Now do some simple math. The numbers in that sentence mean that for every 100 people in the trial, which lasted 3 1/3 years, three people on placebos and two people on Lipitor had heart attacks. The difference credited to the drug? One fewer heart attack per 100 people. So to spare one person a heart attack, 100 people had to take Lipitor for more than three years. The other 99 got no measurable benefit. Or to put it in terms of a little-known but useful statistic, the number needed to treat (or NNT) for one person to benefit is 100.
Compare that with, say, today's standard antibiotic therapy to eradicate ulcer-causing H. pylori stomach bacteria. The NNT is 1.1. Give the drugs to 11 people, and 10 will be cured.
A low NNT is the sort of effective response many patients expect from the drugs they take. When Wright and others explain to patients without prior heart disease that only 1 in 100 is likely to benefit from taking statins for years, most are astonished. Many, like Winn, choose to opt out.
Plus, there are reasons to believe the overall benefit for many patients is even less than what the NNT score of 100 suggests. That NNT was determined in an industry-sponsored trial using carefully selected patients with multiple risk factors, which include high blood pressure or smoking. In contrast, the only large clinical trial funded by the government, rather than companies, found no statistically significant benefit at all. And because clinical trials themselves suffer from potential biases, results claiming small benefits are always uncertain, says Dr. Nortin M. Hadler, professor of medicine at the University of North Carolina at Chapel Hill and a longtime drug industry critic. "Anything over an NNT of 50 is worse than a lottery ticket; there may be no winners," he argues. Several recent scientific papers peg the NNT for statins at 250 and up for lower-risk patients, even if they take it for five years or more. "What if you put 250 people in a room and told them they would each pay $1,000 a year for a drug they would have to take every day, that many would get diarrhea and muscle pain, and that 249 would have no benefit? And that they could do just as well by exercising? How many would take that?" asks drug industry critic Dr. Jerome R. Hoffman, professor of clinical medicine at the University of California at Los Angeles.

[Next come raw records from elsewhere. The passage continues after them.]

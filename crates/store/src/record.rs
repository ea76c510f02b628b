//! Persisted record types.

use chrono::{DateTime, Utc};
use common::{Category, Money, OrderId, OrderStatus, ProductId, Role, UserId};
use serde::{Deserialize, Serialize};

/// Version number of a stored record, used for optimistic concurrency control.
///
/// A freshly inserted record is at version 1; every write increments it by one.
#[derive(
    Debug, Clone, Copy, PartialEq, Eq, PartialOrd, Ord, Hash, Default, Serialize, Deserialize,
)]
#[serde(transparent)]
pub struct Version(i64);

impl Version {
    /// Creates a new version from a raw value.
    pub fn new(value: i64) -> Self {
        Self(value)
    }

    /// Returns the version of a freshly inserted record.
    pub fn first() -> Self {
        Self(1)
    }

    /// Returns the next version.
    pub fn next(&self) -> Self {
        Self(self.0 + 1)
    }

    /// Returns the raw version value.
    pub fn as_i64(&self) -> i64 {
        self.0
    }
}

impl std::fmt::Display for Version {
    fn fmt(&self, f: &mut std::fmt::Formatter<'_>) -> std::fmt::Result {
        write!(f, "{}", self.0)
    }
}

impl From<i64> for Version {
    fn from(value: i64) -> Self {
        Self(value)
    }
}

/// An identity record, provisioned on the first authentication handshake.
#[derive(Debug, Clone, PartialEq, Eq, Serialize, Deserialize)]
pub struct User {
    pub id: UserId,

    /// Subject id issued by the credential verifier. Globally unique.
    pub external_subject_id: String,

    pub display_name: String,

    /// Lowercased email. Globally unique.
    pub email: String,

    pub role: Role,
    pub created_at: DateTime<Utc>,
    pub updated_at: DateTime<Utc>,
    pub version: Version,
}

/// A catalog entry.
#[derive(Debug, Clone, PartialEq, Eq, Serialize, Deserialize)]
pub struct Product {
    pub id: ProductId,
    pub name: String,
    pub category: Category,
    pub description: Option<String>,
    pub image_url: String,
    pub price: Money,

    /// Units on hand. Unsigned, so never negative.
    pub count_in_stock: u32,

    /// The user who created (and owns) this product.
    pub created_by: UserId,

    pub created_at: DateTime<Utc>,
    pub updated_at: DateTime<Utc>,
    pub version: Version,
}

/// One line of an order: a value snapshot of the product at order time.
#[derive(Debug, Clone, PartialEq, Eq, Serialize, Deserialize)]
pub struct OrderLine {
    pub product_id: ProductId,
    pub product_name: String,
    pub image_url: String,
    pub quantity: u32,
    pub unit_price: Money,
}

impl OrderLine {
    /// Returns `quantity * unit_price`, or `None` on overflow.
    pub fn line_total(&self) -> Option<Money> {
        self.unit_price.checked_multiply(self.quantity)
    }
}

/// A point-in-time purchase record. Only `status` changes after creation.
#[derive(Debug, Clone, PartialEq, Eq, Serialize, Deserialize)]
pub struct Order {
    pub id: OrderId,
    pub purchaser_id: UserId,

    /// Purchaser display name at order time. Kept when the user is later deleted.
    pub purchaser_name: String,

    pub items: Vec<OrderLine>,

    /// Sum of the line totals, computed once at creation.
    pub total_amount: Money,

    pub status: OrderStatus,

    /// Whether placing the order took the items out of stock. Cancelling
    /// gives stock back only when this is set.
    #[serde(default)]
    pub stock_reserved: bool,

    pub created_at: DateTime<Utc>,
    pub updated_at: DateTime<Utc>,
    pub version: Version,
}

impl Order {
    /// Sums the line totals, returning `None` on overflow.
    pub fn total_of(items: &[OrderLine]) -> Option<Money> {
        items
            .iter()
            .try_fold(Money::zero(), |acc, line| acc.checked_add(line.line_total()?))
    }
}

/// A change to one product's stock, applied atomically with an order write.
#[derive(Debug, Clone, Copy, PartialEq, Eq)]
pub struct StockChange {
    pub product_id: ProductId,
    pub quantity: u32,
}

impl StockChange {
    pub fn new(product_id: ProductId, quantity: u32) -> Self {
        Self {
            product_id,
            quantity,
        }
    }
}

Drug companies and other statin proponents readily concede that the number needed to treat is high. "As you calculated, the NNT does come out to about 100 for this study," said Pfizer representatives in a written response to questions. But statin promoters have several counterarguments. First, they insist that a high NNT doesn't always mean a drug shouldn't be widely used. After all, if millions of people are taking statins, even the small benefit represented by an NNT over 100 would mean thousands of heart attacks are prevented.

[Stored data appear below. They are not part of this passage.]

//! Order placement, listing, status and checkout endpoints.

use std::collections::HashMap;
use std::sync::Arc;

use axum::Json;
use axum::extract::{Path, Query, State};
use axum::http::StatusCode;
use chrono::{DateTime, Utc};
use common::{Money, OrderId, OrderStatus, ProductId, UserId};
use domain::{CartSnapshot, OrderFilters, OrderView, PaymentSession, ProductRef, SetOrderStatus};
use serde::Serialize;
use store::{DomainStore, Order, OrderLine};

use crate::auth::Caller;
use crate::error::ApiError;
use crate::routes::parse_id;
use crate::state::AppState;

// -- Response types --

#[derive(Debug, Serialize)]
#[serde(rename_all = "camelCase")]
pub struct OrderResponse {
    pub id: OrderId,
    pub purchaser_id: UserId,
    pub purchaser_name: String,
    pub status: OrderStatus,
    /// Total in cents.
    pub total_amount: Money,
    pub items: Vec<OrderLineResponse>,
    pub created_at: DateTime<Utc>,
    pub updated_at: DateTime<Utc>,
}

#[derive(Debug, Serialize)]
#[serde(rename_all = "camelCase")]
pub struct OrderLineResponse {
    pub product_id: ProductId,
    pub product_name: String,
    pub image_url: String,
    pub quantity: u32,
    /// Unit price in cents, as charged when the order was placed.
    pub unit_price: Money,
    /// Current catalog state of the product, on read endpoints.
    #[serde(skip_serializing_if = "Option::is_none")]
    pub product: Option<ProductRef>,
}

impl From<OrderLine> for OrderLineResponse {
    fn from(line: OrderLine) -> Self {
        Self {
            product_id: line.product_id,
            product_name: line.product_name,
            image_url: line.image_url,
            quantity: line.quantity,
            unit_price: line.unit_price,
            product: None,
        }
    }
}

impl From<Order> for OrderResponse {
    fn from(order: Order) -> Self {
        Self {
            id: order.id,
            purchaser_id: order.purchaser_id,
            purchaser_name: order.purchaser_name,
            status: order.status,
            total_amount: order.total_amount,
            items: order.items.into_iter().map(OrderLineResponse::from).collect(),
            created_at: order.created_at,
            updated_at: order.updated_at,
        }
    }
}

impl From<OrderView> for OrderResponse {
    fn from(view: OrderView) -> Self {
        let items = view
            .lines
            .into_iter()
            .map(|line| {
                let product_name = line.display_name().to_string();
                OrderLineResponse {
                    product_name,
                    product: Some(line.product),
                    ..OrderLineResponse::from(line.line)
                }
            })
            .collect();
        Self {
            purchaser_name: view.purchaser_name,
            items,
            ..OrderResponse::from(view.order)
        }
    }
}

#[derive(Debug, Serialize)]
#[serde(rename_all = "camelCase")]
pub struct CheckoutResponse {
    pub session_ref: String,
    pub redirect_url: Option<String>,
}

impl From<PaymentSession> for CheckoutResponse {
    fn from(session: PaymentSession) -> Self {
        Self {
            session_ref: session.session_ref,
            redirect_url: session.redirect_url,
        }
    }
}

fn order_id(raw: &str) -> Result<OrderId, ApiError> {
    parse_id("order", raw, OrderId::parse)
}

fn views(views: Vec<OrderView>) -> Json<Vec<OrderResponse>> {
    Json(views.into_iter().map(OrderResponse::from).collect())
}

// -- Handlers --

/// POST /orders: places an order from the caller's cart.
#[tracing::instrument(skip_all)]
pub async fn create<S: DomainStore + Clone + 'static>(
    State(state): State<Arc<AppState<S>>>,
    Caller(identity): Caller,
    Json(cart): Json<CartSnapshot>,
) -> Result<(StatusCode, Json<OrderResponse>), ApiError> {
    let order = state.orders.create_order(&identity, cart).await?;
    Ok((StatusCode::CREATED, Json(order.into())))
}

/// GET /orders/mine: the caller's orders, newest first.
pub async fn mine<S: DomainStore + Clone + 'static>(
    State(state): State<Arc<AppState<S>>>,
    Caller(identity): Caller,
) -> Result<Json<Vec<OrderResponse>>, ApiError> {
    Ok(views(state.orders.list_my_orders(&identity).await?))
}

/// GET /orders: every order. Admin only.
///
/// Query parameters: `status`, `sortByCreatedAt` (`asc` or `desc`) and
/// `purchaserNameContains`.
pub async fn list<S: DomainStore + Clone + 'static>(
    State(state): State<Arc<AppState<S>>>,
    Caller(identity): Caller,
    Query(params): Query<HashMap<String, String>>,
) -> Result<Json<Vec<OrderResponse>>, ApiError> {
    let filters = OrderFilters::from_pairs(
        params
            .iter()
            .map(|(key, value)| (key.as_str(), value.as_str())),
    )?;
    Ok(views(state.orders.list_all_orders(&identity, filters).await?))
}

/// GET /orders/{id}: purchaser or admin.
pub async fn get<S: DomainStore + Clone + 'static>(
    State(state): State<Arc<AppState<S>>>,
    Caller(identity): Caller,
    Path(id): Path<String>,
) -> Result<Json<OrderResponse>, ApiError> {
    let view = state.orders.get_order(&identity, order_id(&id)?).await?;
    Ok(Json(view.into()))
}

/// PUT /orders/{id}/status: admin only.
#[tracing::instrument(skip_all, fields(order_id = %id))]
pub async fn set_status<S: DomainStore + Clone + 'static>(
    State(state): State<Arc<AppState<S>>>,
    Caller(identity): Caller,
    Path(id): Path<String>,
    Json(body): Json<SetOrderStatus>,
) -> Result<Json<OrderResponse>, ApiError> {
    let order_id = order_id(&id)?;
    let status = body.parse()?;
    let order = state.orders.set_status(&identity, order_id, status).await?;
    Ok(Json(order.into()))
}

/// POST /orders/{id}/checkout: opens a payment session for the caller's order.
pub async fn checkout<S: DomainStore + Clone + 'static>(
    State(state): State<Arc<AppState<S>>>,
    Caller(identity): Caller,
    Path(id): Path<String>,
) -> Result<Json<CheckoutResponse>, ApiError> {
    let session = state
        .checkout
        .begin_checkout(&identity, order_id(&id)?)
        .await?;
    Ok(Json(session.into()))
}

That's a legitimate point, and it raises a tough question about health policy. How much should we spend on preventative steps, such as the use of statins or screening for prostate cancer, that end up benefiting only a small percentage of people? "It's all about whether we think the population is what matters, in which case we should all be on statins, or the individual, in which case we should not be," says Dr. Peter Trewby, consultant physician at Darlington Memorial Hospital in Britain. "What is of great value to the population can be of little benefit to the individual." Think about buying a raffle ticket for a community charity. It's for a good cause, but you are unlikely to win the prize.